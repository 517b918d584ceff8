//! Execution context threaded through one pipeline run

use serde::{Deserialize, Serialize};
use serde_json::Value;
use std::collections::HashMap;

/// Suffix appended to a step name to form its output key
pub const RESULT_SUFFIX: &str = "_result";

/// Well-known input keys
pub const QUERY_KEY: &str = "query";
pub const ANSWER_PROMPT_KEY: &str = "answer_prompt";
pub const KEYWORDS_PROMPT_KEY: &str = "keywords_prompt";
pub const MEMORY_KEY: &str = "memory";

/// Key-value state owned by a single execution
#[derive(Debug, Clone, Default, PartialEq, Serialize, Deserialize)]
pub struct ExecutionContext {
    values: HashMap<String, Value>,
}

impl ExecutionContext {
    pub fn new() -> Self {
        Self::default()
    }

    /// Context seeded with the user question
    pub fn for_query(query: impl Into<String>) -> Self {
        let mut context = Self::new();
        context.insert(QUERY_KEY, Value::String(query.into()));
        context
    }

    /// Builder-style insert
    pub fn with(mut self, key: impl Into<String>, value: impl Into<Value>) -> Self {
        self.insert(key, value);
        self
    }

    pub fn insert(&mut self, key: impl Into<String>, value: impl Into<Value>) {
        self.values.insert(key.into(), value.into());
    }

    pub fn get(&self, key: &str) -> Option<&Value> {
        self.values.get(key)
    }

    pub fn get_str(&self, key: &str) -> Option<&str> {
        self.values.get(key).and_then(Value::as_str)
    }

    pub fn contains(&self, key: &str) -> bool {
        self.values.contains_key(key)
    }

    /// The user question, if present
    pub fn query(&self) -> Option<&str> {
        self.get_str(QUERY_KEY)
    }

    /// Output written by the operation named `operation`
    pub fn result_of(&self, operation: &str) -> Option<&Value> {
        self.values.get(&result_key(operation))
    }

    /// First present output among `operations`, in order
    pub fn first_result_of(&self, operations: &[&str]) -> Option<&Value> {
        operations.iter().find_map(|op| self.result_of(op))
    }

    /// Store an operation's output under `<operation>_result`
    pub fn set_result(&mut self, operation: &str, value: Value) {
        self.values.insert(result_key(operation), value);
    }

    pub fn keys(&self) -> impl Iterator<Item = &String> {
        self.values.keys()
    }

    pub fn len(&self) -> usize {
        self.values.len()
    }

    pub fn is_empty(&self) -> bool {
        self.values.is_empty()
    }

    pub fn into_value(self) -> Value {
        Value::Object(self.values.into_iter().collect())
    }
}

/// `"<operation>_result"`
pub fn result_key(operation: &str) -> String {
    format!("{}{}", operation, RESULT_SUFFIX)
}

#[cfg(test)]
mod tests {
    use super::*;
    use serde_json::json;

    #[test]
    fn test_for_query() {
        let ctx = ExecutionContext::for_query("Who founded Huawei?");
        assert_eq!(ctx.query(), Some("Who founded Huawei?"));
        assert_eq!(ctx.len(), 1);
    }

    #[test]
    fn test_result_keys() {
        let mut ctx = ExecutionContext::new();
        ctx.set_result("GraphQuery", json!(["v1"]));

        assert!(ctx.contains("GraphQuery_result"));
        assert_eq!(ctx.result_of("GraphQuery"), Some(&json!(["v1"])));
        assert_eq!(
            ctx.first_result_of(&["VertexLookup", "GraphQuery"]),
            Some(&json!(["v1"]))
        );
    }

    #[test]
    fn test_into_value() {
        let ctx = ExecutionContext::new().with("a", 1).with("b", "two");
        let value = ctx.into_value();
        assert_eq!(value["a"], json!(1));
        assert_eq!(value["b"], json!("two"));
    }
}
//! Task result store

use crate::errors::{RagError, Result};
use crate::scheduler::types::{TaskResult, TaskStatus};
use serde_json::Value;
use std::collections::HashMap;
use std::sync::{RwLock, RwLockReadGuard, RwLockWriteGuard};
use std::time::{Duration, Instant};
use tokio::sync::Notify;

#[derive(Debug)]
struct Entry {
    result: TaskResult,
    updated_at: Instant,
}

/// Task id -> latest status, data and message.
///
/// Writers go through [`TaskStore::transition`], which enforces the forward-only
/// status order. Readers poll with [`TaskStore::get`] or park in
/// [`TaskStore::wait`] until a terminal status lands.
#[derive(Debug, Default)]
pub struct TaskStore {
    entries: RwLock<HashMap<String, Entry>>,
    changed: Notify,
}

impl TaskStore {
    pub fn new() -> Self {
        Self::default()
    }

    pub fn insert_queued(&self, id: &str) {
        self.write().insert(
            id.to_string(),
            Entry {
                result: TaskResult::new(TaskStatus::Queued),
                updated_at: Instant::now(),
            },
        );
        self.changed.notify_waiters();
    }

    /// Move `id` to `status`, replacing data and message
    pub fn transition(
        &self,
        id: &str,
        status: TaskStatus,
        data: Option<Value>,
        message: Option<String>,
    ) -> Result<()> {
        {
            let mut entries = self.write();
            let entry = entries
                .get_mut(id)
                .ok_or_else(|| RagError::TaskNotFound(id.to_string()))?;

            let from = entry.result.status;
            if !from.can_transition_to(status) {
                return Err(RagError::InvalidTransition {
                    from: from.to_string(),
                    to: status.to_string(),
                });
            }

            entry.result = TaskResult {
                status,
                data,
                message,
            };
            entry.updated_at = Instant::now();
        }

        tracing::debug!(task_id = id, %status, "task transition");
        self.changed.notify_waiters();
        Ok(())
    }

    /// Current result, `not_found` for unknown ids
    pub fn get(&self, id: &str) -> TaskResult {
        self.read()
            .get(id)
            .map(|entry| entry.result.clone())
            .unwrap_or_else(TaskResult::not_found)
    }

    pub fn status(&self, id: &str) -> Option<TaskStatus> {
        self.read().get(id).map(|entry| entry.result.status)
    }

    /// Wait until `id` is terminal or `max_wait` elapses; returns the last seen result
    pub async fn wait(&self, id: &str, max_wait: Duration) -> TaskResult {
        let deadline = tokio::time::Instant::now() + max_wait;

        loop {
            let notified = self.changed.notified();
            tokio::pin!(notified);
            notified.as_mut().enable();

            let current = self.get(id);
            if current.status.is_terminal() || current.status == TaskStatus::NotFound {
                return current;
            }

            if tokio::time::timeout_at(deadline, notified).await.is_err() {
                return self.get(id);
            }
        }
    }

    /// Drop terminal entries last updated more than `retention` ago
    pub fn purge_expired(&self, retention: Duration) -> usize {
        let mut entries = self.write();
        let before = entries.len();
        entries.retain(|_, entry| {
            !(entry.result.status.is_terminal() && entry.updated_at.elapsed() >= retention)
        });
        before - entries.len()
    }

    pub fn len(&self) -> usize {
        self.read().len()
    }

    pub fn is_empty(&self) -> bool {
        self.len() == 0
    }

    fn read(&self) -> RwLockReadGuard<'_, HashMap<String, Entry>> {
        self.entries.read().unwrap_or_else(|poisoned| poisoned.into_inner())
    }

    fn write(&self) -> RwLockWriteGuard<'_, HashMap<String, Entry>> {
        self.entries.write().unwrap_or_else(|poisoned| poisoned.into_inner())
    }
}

┄┄┄┄┄┄┄┄┄┄

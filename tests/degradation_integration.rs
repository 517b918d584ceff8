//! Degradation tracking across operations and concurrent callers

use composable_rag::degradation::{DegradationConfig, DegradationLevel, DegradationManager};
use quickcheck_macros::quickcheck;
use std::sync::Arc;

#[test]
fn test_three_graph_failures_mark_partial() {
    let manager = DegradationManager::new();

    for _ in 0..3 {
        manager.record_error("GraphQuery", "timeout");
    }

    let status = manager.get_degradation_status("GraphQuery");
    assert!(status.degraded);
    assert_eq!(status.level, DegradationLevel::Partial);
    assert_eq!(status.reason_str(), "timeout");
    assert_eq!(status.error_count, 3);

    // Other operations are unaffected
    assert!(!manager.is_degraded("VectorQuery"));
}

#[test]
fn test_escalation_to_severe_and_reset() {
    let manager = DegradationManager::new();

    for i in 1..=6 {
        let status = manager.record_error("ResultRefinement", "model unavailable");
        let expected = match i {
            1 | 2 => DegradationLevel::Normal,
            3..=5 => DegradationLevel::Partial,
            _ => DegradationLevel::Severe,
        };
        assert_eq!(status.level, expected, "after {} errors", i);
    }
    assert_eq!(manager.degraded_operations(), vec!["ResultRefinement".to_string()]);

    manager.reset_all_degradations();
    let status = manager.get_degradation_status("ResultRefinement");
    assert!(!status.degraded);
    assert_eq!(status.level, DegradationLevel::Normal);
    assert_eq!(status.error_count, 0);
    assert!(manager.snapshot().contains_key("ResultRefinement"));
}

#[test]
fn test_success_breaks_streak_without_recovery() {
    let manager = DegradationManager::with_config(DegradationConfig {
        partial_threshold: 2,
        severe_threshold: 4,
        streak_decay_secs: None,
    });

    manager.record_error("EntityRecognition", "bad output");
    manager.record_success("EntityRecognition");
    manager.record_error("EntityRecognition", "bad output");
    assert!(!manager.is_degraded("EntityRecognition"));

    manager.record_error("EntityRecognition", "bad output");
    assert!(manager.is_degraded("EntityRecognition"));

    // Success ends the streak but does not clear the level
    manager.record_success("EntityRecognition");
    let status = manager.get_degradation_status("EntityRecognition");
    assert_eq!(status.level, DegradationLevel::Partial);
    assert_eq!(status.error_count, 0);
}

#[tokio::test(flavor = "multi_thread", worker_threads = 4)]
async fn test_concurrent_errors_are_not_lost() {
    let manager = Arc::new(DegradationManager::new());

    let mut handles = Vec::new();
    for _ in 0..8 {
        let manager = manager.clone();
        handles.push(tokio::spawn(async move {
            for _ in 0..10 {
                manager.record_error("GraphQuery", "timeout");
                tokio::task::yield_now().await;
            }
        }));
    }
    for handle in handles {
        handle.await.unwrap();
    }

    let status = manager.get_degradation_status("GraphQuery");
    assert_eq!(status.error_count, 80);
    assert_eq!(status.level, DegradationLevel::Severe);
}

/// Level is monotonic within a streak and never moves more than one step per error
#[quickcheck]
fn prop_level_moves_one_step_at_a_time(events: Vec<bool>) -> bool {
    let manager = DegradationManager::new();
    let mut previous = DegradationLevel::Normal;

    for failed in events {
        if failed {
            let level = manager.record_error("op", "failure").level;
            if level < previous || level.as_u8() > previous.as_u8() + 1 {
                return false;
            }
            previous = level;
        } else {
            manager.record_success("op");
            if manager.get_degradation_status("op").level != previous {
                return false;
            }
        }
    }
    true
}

┄┄┄┄┄┄┄┄┄┄

**WORK TO BE COMPLETED:**
Among the lines above, list those that contain the word "ExecutionContext".

**SOLUTION TO THIS EXERCISE:**
pub struct ExecutionContext {
impl ExecutionContext {
        let ctx = ExecutionContext::for_query("Who founded Huawei?");
        let mut ctx = ExecutionContext::new();
        let ctx = ExecutionContext::new().with("a", 1).with("b", "two");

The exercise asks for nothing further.